И наконец, это величайшая нравственная стой­кость, воля, твердость в защите своей идеи, вели­чайшая самоотверженность,

Все это, вместе взятое, и есть оружие добра. Быть добрым, как мы видим, весьма трудно, поэтому добро легко незаметно подменить всяческими суррогатами, что нередко и происходит.

Но если оно все же есть в очерченной Булга­ковым структуре личности, то такое добро – все­сильно. И мы это видим на примере того же диалога Иешуа и Пилата. Ведь ясно же, что Иешуа – «бродяга», «слабый человек» - сумел перевернуть жизнь Пилата, «всемо­гущего правителя» и многих других людей, встретившихся ему на пути.

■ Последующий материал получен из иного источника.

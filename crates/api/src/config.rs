use crate::auth::jwt::JwtConfig;

/// Server configuration loaded from environment variables.
///
/// All fields except the JWT secret have defaults suitable for local
/// development. In production, override via environment variables.
#[derive(Debug, Clone)]
pub struct ServerConfig {
    /// Bind address (default: `0.0.0.0`).
    pub host: String,
    /// Bind port (default: `3000`).
    pub port: u16,
    /// Allowed CORS origins, parsed from comma-separated `CORS_ORIGINS` env var.
    pub cors_origins: Vec<String>,
    /// HTTP request timeout in seconds (default: `30`).
    pub request_timeout_secs: u64,
    /// Minimum accepted password length (default: `8`).
    pub min_password_length: usize,
    /// Token signing secret and per-scope lifetimes.
    pub jwt: JwtConfig,
    /// Quota for the public `/auth` endpoints.
    pub rate_limit: RateLimitConfig,
}

/// Global request quota for unauthenticated auth endpoints.
#[derive(Debug, Clone)]
pub struct RateLimitConfig {
    pub enabled: bool,
    /// Requests allowed per period (burst size).
    pub requests: u32,
    pub period_secs: u64,
}

impl ServerConfig {
    /// Load configuration from environment variables with defaults.
    ///
    /// | Env Var                   | Default                    |
    /// |---------------------------|----------------------------|
    /// | `HOST`                    | `0.0.0.0`                  |
    /// | `PORT`                    | `3000`                     |
    /// | `CORS_ORIGINS`            | `http://localhost:5173`    |
    /// | `REQUEST_TIMEOUT_SECS`    | `30`                       |
    /// | `MIN_PASSWORD_LENGTH`     | `8`                        |
    /// | `RATE_LIMIT_ENABLED`      | `true`                     |
    /// | `RATE_LIMIT_REQUESTS`     | `20`                       |
    /// | `RATE_LIMIT_PERIOD_SECS`  | `60`                       |
    ///
    /// See [`JwtConfig::from_env`] for the token settings.
    ///
    /// # Panics
    ///
    /// Panics on any unparsable value so misconfiguration fails at startup.
    pub fn from_env() -> Self {
        let host = std::env::var("HOST").unwrap_or_else(|_| "0.0.0.0".into());

        let port: u16 = std::env::var("PORT")
            .unwrap_or_else(|_| "3000".into())
            .parse()
            .expect("PORT must be a valid u16");

        let cors_origins: Vec<String> = std::env::var("CORS_ORIGINS")
            .unwrap_or_else(|_| "http://localhost:5173".into())
            .split(',')
            .map(|s| s.trim().to_string())
            .filter(|s| !s.is_empty())
            .collect();

        let request_timeout_secs: u64 = std::env::var("REQUEST_TIMEOUT_SECS")
            .unwrap_or_else(|_| "30".into())
            .parse()
            .expect("REQUEST_TIMEOUT_SECS must be a valid u64");

        let min_password_length: usize = std::env::var("MIN_PASSWORD_LENGTH")
            .unwrap_or_else(|_| "8".into())
            .parse()
            .expect("MIN_PASSWORD_LENGTH must be a valid usize");

        let jwt = JwtConfig::from_env();
        let rate_limit = RateLimitConfig::from_env();

        Self {
            host,
            port,
            cors_origins,
            request_timeout_secs,
            min_password_length,
            jwt,
            rate_limit,
        }
    }
}

impl RateLimitConfig {
    fn from_env() -> Self {
        let enabled = std::env::var("RATE_LIMIT_ENABLED")
            .map(|v| !matches!(v.trim(), "false" | "0" | "no"))
            .unwrap_or(true);

        let requests: u32 = std::env::var("RATE_LIMIT_REQUESTS")
            .unwrap_or_else(|_| "20".into())
            .parse()
            .expect("RATE_LIMIT_REQUESTS must be a valid u32");
        assert!(requests > 0, "RATE_LIMIT_REQUESTS must be non-zero");

        let period_secs: u64 = std::env::var("RATE_LIMIT_PERIOD_SECS")
            .unwrap_or_else(|_| "60".into())
            .parse()
            .expect("RATE_LIMIT_PERIOD_SECS must be a valid u64");
        assert!(period_secs > 0, "RATE_LIMIT_PERIOD_SECS must be non-zero");

        Self {
            enabled,
            requests,
            period_secs,
        }
    }
}
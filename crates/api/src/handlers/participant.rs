//! Handlers for event participants.

use axum::extract::State;
use axum::http::StatusCode;
use axum::Json;
use fabula_core::linking::ensure_same_work;
use fabula_core::types::DbId;
use fabula_db::availability::{self, EVENT_PARTICIPANTS};
use fabula_db::models::character_in_work::CharacterInWork;
use fabula_db::models::event::Event;
use fabula_db::models::event_participant::{CreateEventParticipant, EventParticipant};
use fabula_db::repositories::EventParticipantRepo;

use crate::access::{delete_owned, require_owned};
use crate::error::AppResult;
use crate::extract::{ValidPath, ValidatedJson};
use crate::middleware::auth::AuthUser;
use crate::state::AppState;

/// GET /api/events/{id}/participants
pub async fn list_by_event(
    State(state): State<AppState>,
    auth: AuthUser,
    ValidPath(event_id): ValidPath<DbId>,
) -> AppResult<Json<Vec<EventParticipant>>> {
    let event = require_owned::<Event>(&state, event_id, auth.user_id).await?;
    let participants = EventParticipantRepo::list_by_event(&state.pool, event.id).await?;
    Ok(Json(participants))
}

/// POST /api/events/{id}/participants
///
/// The cast entry must belong to the event's work.
pub async fn create(
    State(state): State<AppState>,
    auth: AuthUser,
    ValidPath(event_id): ValidPath<DbId>,
    ValidatedJson(input): ValidatedJson<CreateEventParticipant>,
) -> AppResult<(StatusCode, Json<EventParticipant>)> {
    let event = require_owned::<Event>(&state, event_id, auth.user_id).await?;
    let entry =
        require_owned::<CharacterInWork>(&state, input.character_in_work_id, auth.user_id).await?;
    ensure_same_work("Cast entry", event.work_id, entry.work_id)?;

    let participant =
        EventParticipantRepo::create(&state.pool, event.id, event.work_id, entry.id).await?;
    Ok((StatusCode::CREATED, Json(participant)))
}

/// GET /api/events/{id}/participants/available
///
/// Cast entries of the event's work not yet taking part in it.
pub async fn list_available(
    State(state): State<AppState>,
    auth: AuthUser,
    ValidPath(event_id): ValidPath<DbId>,
) -> AppResult<Json<Vec<CharacterInWork>>> {
    let event = require_owned::<Event>(&state, event_id, auth.user_id).await?;
    let entries = availability::list_available_in_work::<CharacterInWork>(
        &state.pool,
        &EVENT_PARTICIPANTS,
        auth.user_id,
        event.id,
        event.work_id,
    )
    .await?;
    Ok(Json(entries))
}

/// DELETE /api/participants/{id}
pub async fn delete(
    State(state): State<AppState>,
    auth: AuthUser,
    ValidPath(id): ValidPath<DbId>,
) -> AppResult<StatusCode> {
    delete_owned::<EventParticipant>(&state, id, auth.user_id).await?;
    Ok(StatusCode::NO_CONTENT)
}
//! Repository for the `locations` table, including the parent/child tree.

use fabula_core::patch::split;
use fabula_core::types::DbId;
use sqlx::{PgExecutor, PgPool};

use crate::models::location::{CreateLocation, Location, UpdateLocation};
use crate::ownership::OwnedEntity;

/// Column list shared across queries to avoid repetition.
const COLUMNS: &str = "t.id, t.owner_id, t.parent_id, t.title, t.description, t.image_url, \
                       t.created_at, t.updated_at";

/// Recursive CTE yielding `param` and all of its ancestors as `chain(id, depth)`.
fn ancestor_chain(param: &str) -> String {
    format!(
        "WITH RECURSIVE chain AS (
            SELECT id, parent_id, 0 AS depth FROM locations WHERE id = {param}
            UNION ALL
            SELECT l.id, l.parent_id, c.depth + 1
            FROM locations l JOIN chain c ON l.id = c.parent_id
         ) "
    )
}

impl OwnedEntity for Location {
    const ENTITY: &'static str = "Location";
    const TABLE: &'static str = "locations";
    const COLUMNS: &'static str = COLUMNS;
    const ORDER_BY: &'static str = "t.title ASC, t.created_at ASC";
}

/// Provides CRUD operations for locations and their hierarchy.
pub struct LocationRepo;

impl LocationRepo {
    /// Insert a new location, returning the created row.
    ///
    /// The caller is responsible for checking that `parent_id`, if given,
    /// belongs to the same owner.
    pub async fn create(
        pool: &PgPool,
        owner_id: DbId,
        input: &CreateLocation,
    ) -> Result<Location, sqlx::Error> {
        let query = format!(
            "INSERT INTO locations AS t (owner_id, parent_id, title, description, image_url)
             VALUES ($1, $2, $3, $4, $5)
             RETURNING {COLUMNS}"
        );
        sqlx::query_as::<_, Location>(&query)
            .bind(owner_id)
            .bind(input.parent_id)
            .bind(&input.title)
            .bind(&input.description)
            .bind(&input.image_url)
            .fetch_one(pool)
            .await
    }

    /// Update a location. Absent fields are kept and `null` clears a nullable one.
    ///
    /// Returns `None` if no row with the given `id` exists.
    pub async fn update(
        pool: &PgPool,
        id: DbId,
        input: &UpdateLocation,
    ) -> Result<Option<Location>, sqlx::Error> {
        let (description_set, description) = split(&input.description);
        let (image_url_set, image_url) = split(&input.image_url);
        let query = format!(
            "UPDATE locations t SET
                title = COALESCE($2, t.title),
                description = CASE WHEN $3 THEN $4 ELSE t.description END,
                image_url = CASE WHEN $5 THEN $6 ELSE t.image_url END
             WHERE t.id = $1
             RETURNING {COLUMNS}"
        );
        sqlx::query_as::<_, Location>(&query)
            .bind(id)
            .bind(&input.title)
            .bind(description_set)
            .bind(description)
            .bind(image_url_set)
            .bind(image_url)
            .fetch_optional(pool)
            .await
    }

    /// List the direct children of a location.
    pub async fn list_children(
        pool: &PgPool,
        parent_id: DbId,
    ) -> Result<Vec<Location>, sqlx::Error> {
        let query = format!(
            "SELECT {COLUMNS} FROM locations t
             WHERE t.parent_id = $1
             ORDER BY {order}",
            order = Location::ORDER_BY,
        );
        sqlx::query_as::<_, Location>(&query)
            .bind(parent_id)
            .fetch_all(pool)
            .await
    }

    /// Serialize tree mutations for one owner until the transaction ends.
    ///
    /// Two concurrent re-parentings can each pass the cycle check and
    /// still form a loop together; holding this lock makes the check and
    /// the update atomic with respect to each other.
    pub async fn lock_tree<'e, E>(executor: E, owner_id: DbId) -> Result<(), sqlx::Error>
    where
        E: PgExecutor<'e>,
    {
        sqlx::query("SELECT pg_advisory_xact_lock(hashtextextended($1::text, 0))")
            .bind(owner_id)
            .execute(executor)
            .await?;
        Ok(())
    }

    /// Ids of `id` and all its ancestors, nearest first.
    pub async fn ancestors<'e, E>(executor: E, id: DbId) -> Result<Vec<DbId>, sqlx::Error>
    where
        E: PgExecutor<'e>,
    {
        let query = format!("{}SELECT id FROM chain ORDER BY depth", ancestor_chain("$1"));
        sqlx::query_scalar::<_, DbId>(&query)
            .bind(id)
            .fetch_all(executor)
            .await
    }

    /// Set `child_id`'s parent to `parent_id` if it currently has none.
    ///
    /// Returns `None` when the child already has a parent.
    pub async fn attach_child<'e, E>(
        executor: E,
        parent_id: DbId,
        child_id: DbId,
    ) -> Result<Option<Location>, sqlx::Error>
    where
        E: PgExecutor<'e>,
    {
        let query = format!(
            "UPDATE locations t SET parent_id = $1
             WHERE t.id = $2 AND t.parent_id IS NULL
             RETURNING {COLUMNS}"
        );
        sqlx::query_as::<_, Location>(&query)
            .bind(parent_id)
            .bind(child_id)
            .fetch_optional(executor)
            .await
    }

    /// Clear `child_id`'s parent if it is currently `parent_id`.
    ///
    /// Returns `true` if the link existed and was removed.
    pub async fn detach_child(
        pool: &PgPool,
        parent_id: DbId,
        child_id: DbId,
    ) -> Result<bool, sqlx::Error> {
        let result =
            sqlx::query("UPDATE locations SET parent_id = NULL WHERE id = $2 AND parent_id = $1")
                .bind(parent_id)
                .bind(child_id)
                .execute(pool)
                .await?;
        Ok(result.rows_affected() > 0)
    }

    /// Owned root locations that could be attached under `parent_id`:
    /// everything without a parent except `parent_id` and its ancestors.
    pub async fn list_available_children(
        pool: &PgPool,
        owner_id: DbId,
        parent_id: DbId,
    ) -> Result<Vec<Location>, sqlx::Error> {
        let query = format!(
            "{chain}SELECT {COLUMNS} FROM locations t
             WHERE t.owner_id = $1
               AND t.parent_id IS NULL
               AND t.id NOT IN (SELECT id FROM chain)
             ORDER BY {order}",
            chain = ancestor_chain("$2"),
            order = Location::ORDER_BY,
        );
        sqlx::query_as::<_, Location>(&query)
            .bind(owner_id)
            .bind(parent_id)
            .fetch_all(pool)
            .await
    }
}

Причем Иешуа, как мы видим, отстаивает идею «доброго человека» в самых трудных вариантах: она проверяется его отношением к Пилату, кентуриону Крысобою, Иуде, то есть к тем, кто очень «испор­чен» обстоятельствами. Таким образом, идея «доброго человека» - моральный принцип, проверенный слож­нейшими испытаниями. Еще два слова о «добром человеке». Могут вызвать наше удивление слова Иешуа о том, что «злых людей нет на свете». Но с булгаковской точки зрения Иешуа прав. Злых людей действительно нет. Как нет вообще зла как чело­веческой формы, человеческого начала. Зло во всей концепции Булгакова есть проявление дочеловеческих атавизмов. Поэтому Булгаковым в определение человека зло не включено.